Frantumaglia, a crítica e Elena Ferrante

Allana Santana

Créditos da imagem:  Profane Self-Portrait, Luisa Prado

Em minha investigação inicial sobre a narrativa de Ferrante, percebi um procedimento bastante curioso: a maior parte da produção crítica que consultei parece recorrer aos termos utilizados na própria produção da autora italiana – como Frantumaglia e Smarginatura (desmarginação) – como elementos de compreensão do universo romanesco de Ferrante.

Em Frantumaglia, obra que reúne entrevistas e correspondências e outros textos  de não-ficção publicados por Ferrante, temos o seguinte trecho: “Minha intervenção acontecerá apenas através da escrita, mas a tendência é que eu limite até isso ao mínimo indispensável”. Além disso, ainda menciona o seguinte: “Acredito que, após terem sido escritos, os livros não precisam dos autores para nada”.

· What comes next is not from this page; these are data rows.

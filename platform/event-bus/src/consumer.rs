//! Typed, shutdown-aware consumer over a durable subscription
//!
//! Wraps the raw [`BusMessage`] stream of one topic and decodes every message
//! into an envelope type. Decoding failures are surfaced, not dropped, so the
//! caller can quarantine the message and still acknowledge it.

use crate::envelope::{Envelope, EnvelopeError};
use crate::shutdown::ShutdownSignal;
use crate::{BusMessage, BusResult, EventBus};
use futures::stream::{BoxStream, StreamExt};
use std::marker::PhantomData;

/// A delivered message together with its decoded envelope
#[derive(Debug)]
pub struct Delivery<E> {
    pub message: BusMessage,
    pub envelope: Result<E, EnvelopeError>,
}

impl<E> Delivery<E> {
    /// Acknowledge the underlying message so the durable position advances
    pub async fn ack(&self) -> BusResult<()> {
        self.message.ack().await
    }
}

pub struct EnvelopeConsumer<E> {
    topic: String,
    durable_name: String,
    stream: BoxStream<'static, BusMessage>,
    _envelope: PhantomData<fn() -> E>,
}

impl<E: Envelope> EnvelopeConsumer<E> {
    /// Open the durable subscription `durable_name` on `topic`
    pub async fn subscribe(bus: &dyn EventBus, topic: &str, durable_name: &str) -> BusResult<Self> {
        let stream = bus.subscribe(topic, durable_name).await?;
        tracing::info!(topic = %topic, consumer = %durable_name, "Subscribed");

        Ok(Self {
            topic: topic.to_string(),
            durable_name: durable_name.to_string(),
            stream,
            _envelope: PhantomData,
        })
    }

    pub fn topic(&self) -> &str {
        &self.topic
    }

    pub fn durable_name(&self) -> &str {
        &self.durable_name
    }

    /// Wait for the next delivery.
    ///
    /// Returns `None` once shutdown is requested or the subscription ends.
    /// A pending shutdown wins over an available message.
    pub async fn next(&mut self, shutdown: &mut ShutdownSignal) -> Option<Delivery<E>> {
        if shutdown.is_triggered() {
            return None;
        }

        let message = tokio::select! {
            biased;
            _ = shutdown.triggered() => return None,
            message = self.stream.next() => message?,
        };

        let envelope = E::decode(&message.payload);
        Some(Delivery { message, envelope })
    }
}

impl<E> std::fmt::Debug for EnvelopeConsumer<E> {
    fn fmt(&self, f: &mut std::fmt::Formatter<'_>) -> std::fmt::Result {
        f.debug_struct("EnvelopeConsumer")
            .field("topic", &self.topic)
            .field("durable_name", &self.durable_name)
            .finish()
    }
}
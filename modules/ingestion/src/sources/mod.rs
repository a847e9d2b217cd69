//! Source adapters
//!
//! One adapter per external system of record. An adapter only fetches and
//! reshapes records into [`SourceEvent`]s; normalization, validation and
//! publishing are the supervisor's job.

mod erp;
mod exchange_rates;
mod http;
mod market_data;
mod weather;

pub use erp::ErpAdapter;
pub use exchange_rates::ExchangeRateAdapter;
pub use market_data::MarketDataAdapter;
pub use weather::WeatherAdapter;

use crate::config::Config;
use async_trait::async_trait;
use event_bus::SourceEvent;
use std::sync::Arc;
use std::time::Duration;

/// Adapter-level fetch failures; all of them send the poll loop to backoff
#[derive(Debug, thiserror::Error)]
pub enum SourceError {
    #[error("source unavailable: {0}")]
    ServiceUnavailable(String),

    #[error("rate limited by source (retry after {retry_after:?})")]
    RateLimited { retry_after: Option<Duration> },

    #[error("invalid response from source: {0}")]
    InvalidResponse(String),
}

impl SourceError {
    /// Short label used in metrics
    pub fn reason(&self) -> &'static str {
        match self {
            SourceError::ServiceUnavailable(_) => "service_unavailable",
            SourceError::RateLimited { .. } => "rate_limited",
            SourceError::InvalidResponse(_) => "invalid_response",
        }
    }
}

/// A system of record polled on a fixed interval
#[async_trait]
pub trait SourceAdapter: Send + Sync {
    /// Stamped on every envelope produced from this source
    fn source_system(&self) -> &str;

    /// Nominal delay between two successful polls
    fn poll_interval(&self) -> Duration;

    /// Fetch the records available since the previous poll
    async fn fetch_data(&self) -> Result<Vec<SourceEvent>, SourceError>;
}

/// An adapter and the topic its envelopes go to
#[derive(Clone)]
pub struct SourceBinding {
    pub adapter: Arc<dyn SourceAdapter>,
    pub topic: String,
}

/// Instantiate every adapter enabled by `config`, sharing one HTTP client.
///
/// The ERP adapter is always present; the external adapters only when their
/// endpoint is configured.
pub fn build_adapters(config: &Config, client: reqwest::Client) -> Vec<SourceBinding> {
    let mut bindings = vec![SourceBinding {
        adapter: Arc::new(ErpAdapter::new(
            client.clone(),
            config.erp.base_url.clone(),
            config.erp.auth_token.clone(),
            config.erp.poll_interval,
        )),
        topic: config.erp_topic.clone(),
    }];

    if let Some(weather) = &config.weather {
        bindings.push(SourceBinding {
            adapter: Arc::new(WeatherAdapter::new(
                client.clone(),
                weather.url.clone(),
                weather.api_key.clone(),
                weather.poll_interval,
            )),
            topic: config.external_data_topic.clone(),
        });
    }

    if let Some(market) = &config.market_data {
        bindings.push(SourceBinding {
            adapter: Arc::new(MarketDataAdapter::new(
                client.clone(),
                market.url.clone(),
                market.api_key.clone(),
                market.poll_interval,
            )),
            topic: config.external_data_topic.clone(),
        });
    }

    if let Some(fx) = &config.exchange_rates {
        bindings.push(SourceBinding {
            adapter: Arc::new(ExchangeRateAdapter::new(
                client,
                fx.url.clone(),
                fx.api_key.clone(),
                fx.poll_interval,
            )),
            topic: config.external_data_topic.clone(),
        });
    }

    bindings
}
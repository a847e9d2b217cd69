use prometheus::{Encoder, IntCounterVec, IntGaugeVec, Opts, Registry, TextEncoder};

/// Ingestion counters, labelled by `source_system`
#[derive(Clone)]
pub struct Metrics {
    registry: Registry,

    // Counters
    pub events_published_total: IntCounterVec,
    pub events_malformed_total: IntCounterVec,
    pub envelopes_quarantined_total: IntCounterVec,
    pub envelopes_lost_total: IntCounterVec,
    pub poll_failures_total: IntCounterVec,

    // Gauges
    pub pending_envelopes: IntGaugeVec,
    pub consecutive_failures: IntGaugeVec,
}

impl Metrics {
    pub fn new() -> Result<Self, prometheus::Error> {
        let registry = Registry::new();

        let events_published_total = IntCounterVec::new(
            Opts::new("ingestion_events_published_total", "Envelopes acknowledged by the broker"),
            &["source_system"],
        )?;
        let events_malformed_total = IntCounterVec::new(
            Opts::new("ingestion_events_malformed_total", "Source events dropped at normalization"),
            &["source_system"],
        )?;
        let envelopes_quarantined_total = IntCounterVec::new(
            Opts::new("ingestion_envelopes_quarantined_total", "Envelopes sent to the DLQ"),
            &["source_system"],
        )?;
        let envelopes_lost_total = IntCounterVec::new(
            Opts::new(
                "ingestion_envelopes_lost_total",
                "Envelopes evicted from a full pending buffer",
            ),
            &["source_system"],
        )?;
        let poll_failures_total = IntCounterVec::new(
            Opts::new("ingestion_poll_failures_total", "Failed poll cycles"),
            &["source_system", "reason"], // service_unavailable|rate_limited|invalid_response|publish_failed
        )?;
        let pending_envelopes = IntGaugeVec::new(
            Opts::new("ingestion_pending_envelopes", "Envelopes awaiting re-publish"),
            &["source_system"],
        )?;
        let consecutive_failures = IntGaugeVec::new(
            Opts::new("ingestion_consecutive_failures", "Failed poll cycles in a row"),
            &["source_system"],
        )?;

        registry.register(Box::new(events_published_total.clone()))?;
        registry.register(Box::new(events_malformed_total.clone()))?;
        registry.register(Box::new(envelopes_quarantined_total.clone()))?;
        registry.register(Box::new(envelopes_lost_total.clone()))?;
        registry.register(Box::new(poll_failures_total.clone()))?;
        registry.register(Box::new(pending_envelopes.clone()))?;
        registry.register(Box::new(consecutive_failures.clone()))?;

        Ok(Self {
            registry,
            events_published_total,
            events_malformed_total,
            envelopes_quarantined_total,
            envelopes_lost_total,
            poll_failures_total,
            pending_envelopes,
            consecutive_failures,
        })
    }

    pub fn render(&self) -> Result<String, String> {
        let encoder = TextEncoder::new();
        let mf = self.registry.gather();
        let mut buf = Vec::new();
        encoder.encode(&mf, &mut buf).map_err(|e| e.to_string())?;
        String::from_utf8(buf).map_err(|e| e.to_string())
    }
}

#[cfg(test)]
mod tests {
    use super::*;

    #[test]
    fn test_render_includes_counters() {
        let metrics = Metrics::new().unwrap();
        metrics
            .events_published_total
            .with_label_values(&["jde_erp"])
            .inc_by(3);

        let text = metrics.render().unwrap();
        assert!(text.contains("ingestion_events_published_total{source_system=\"jde_erp\"} 3"));
    }
}
//! Engine-level errors.

use thiserror::Error;

#[derive(Debug, Clone, PartialEq, Error)]
pub enum BotError {
    #[error("Bot '{id}' not found")]
    NotFound { id: String },

    #[error("{field} must not be negative (got {amount})")]
    NegativeAmount { field: &'static str, amount: i64 },

    #[error("initial_health must be positive (got {0})")]
    InvalidInitialHealth(i64),

    #[error("player_distance must be a finite, non-negative number (got {0})")]
    InvalidDistance(f64),
}

impl BotError {
    pub fn not_found(id: impl Into<String>) -> Self {
        BotError::NotFound { id: id.into() }
    }

    /// Whether the error is caller misuse rather than a missing entity.
    pub fn is_validation(&self) -> bool {
        !matches!(self, BotError::NotFound { .. })
    }
}

#[cfg(test)]
mod tests {
    use super::*;

    #[test]
    fn test_not_found_echoes_id() {
        let err = BotError::not_found("bot_42");
        assert_eq!(err.to_string(), "Bot 'bot_42' not found");
        assert!(!err.is_validation());
    }

    #[test]
    fn test_negative_amount_message() {
        let err = BotError::NegativeAmount {
            field: "damage",
            amount: -5,
        };
        assert_eq!(err.to_string(), "damage must not be negative (got -5)");
        assert!(err.is_validation());
    }
}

Essa movimentação da crítica na direção das pistas deixadas por Ferrante em seu texto não ficcional parece entrar em conflito com o que é expresso em Frantumaglia como um projeto da autora, cuja evidência maior é a insistência em manter-se no anonimato, valendo-se do pseudônimo.

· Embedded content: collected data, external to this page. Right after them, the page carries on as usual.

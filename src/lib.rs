//! Bot behavior state machines served over HTTP.
//!
//! [`engine`] holds the per-bot finite state machine and the registry that
//! owns bots. [`api`] exposes them as a JSON API plus a WebSocket event feed.

pub mod api;
pub mod config;
pub mod engine;
pub mod error;
pub mod events;
pub mod metrics;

Esse movimento feito pela recepção de Ferrante não deixa de evidenciar a importância da figura da autora, ainda que essa ausência se configure como um jogo de sombras, já que Ferrante se manifesta apenas por meio de sua produção escrita, ficcional ou não, rejeitando de forma assertiva chamar a atenção para sua atuação fora da cena da escrita, mas sugerindo, nessa mesma cena, a centralidade de termos como Smarginatura e Frantumaglia para seu projeto de criação.

Duas coisas me inquietam: a primeira diz respeito à autoridade conferida pela crítica à palavra da autora ao fazer dos termos sugeridos por ela, chaves de leituras centrais às obras ficcionais, acentuando assim um paradoxo, já que a própria Ferrante se desdobra por apagar os rastros de uma autoria “forte”,  negando-se a revelar seu nome verdadeiro. Isso também circunscreve o movimento crítico a um tipo de ouroboros interpretativo, constantemente alimentado a partir de novos textos e novas pistas produzidas pela própria intervenção de Ferrante.

Como seria possível, então, fugir a essa armadilha?

A outra inquietação, tem a ver com o fato de que um veio interpretativo forte da obra da autoria italiana está relacionado à discussão do tratamento do feminino em suas obras e de que boa parte de sua recepção crítica é feita também por mulheres. Entretanto, podemos afiirmar que, pelo menos no âmbito americano, o movimento inicial para a legitimação de sua carreira como autora se deve à publicação de um texto crítico pelo americano James Wood, chamado Women on the Verge. Mas a própria Ferrante questiona esse modo de leitura em um texto escrito para sua coluna no The Guardian: “a minha escrita é boa, ou é boa para uma mulher?” Essa também me parece uma questão interessante a ser discutida pela fortuna crítica.

Embora a pesquisa de mestrado esteja só começando, perceber como se dão as relações entre a crítica e a autoria está se tornando uma questão interessante para pensar a produção de Elena Ferrante.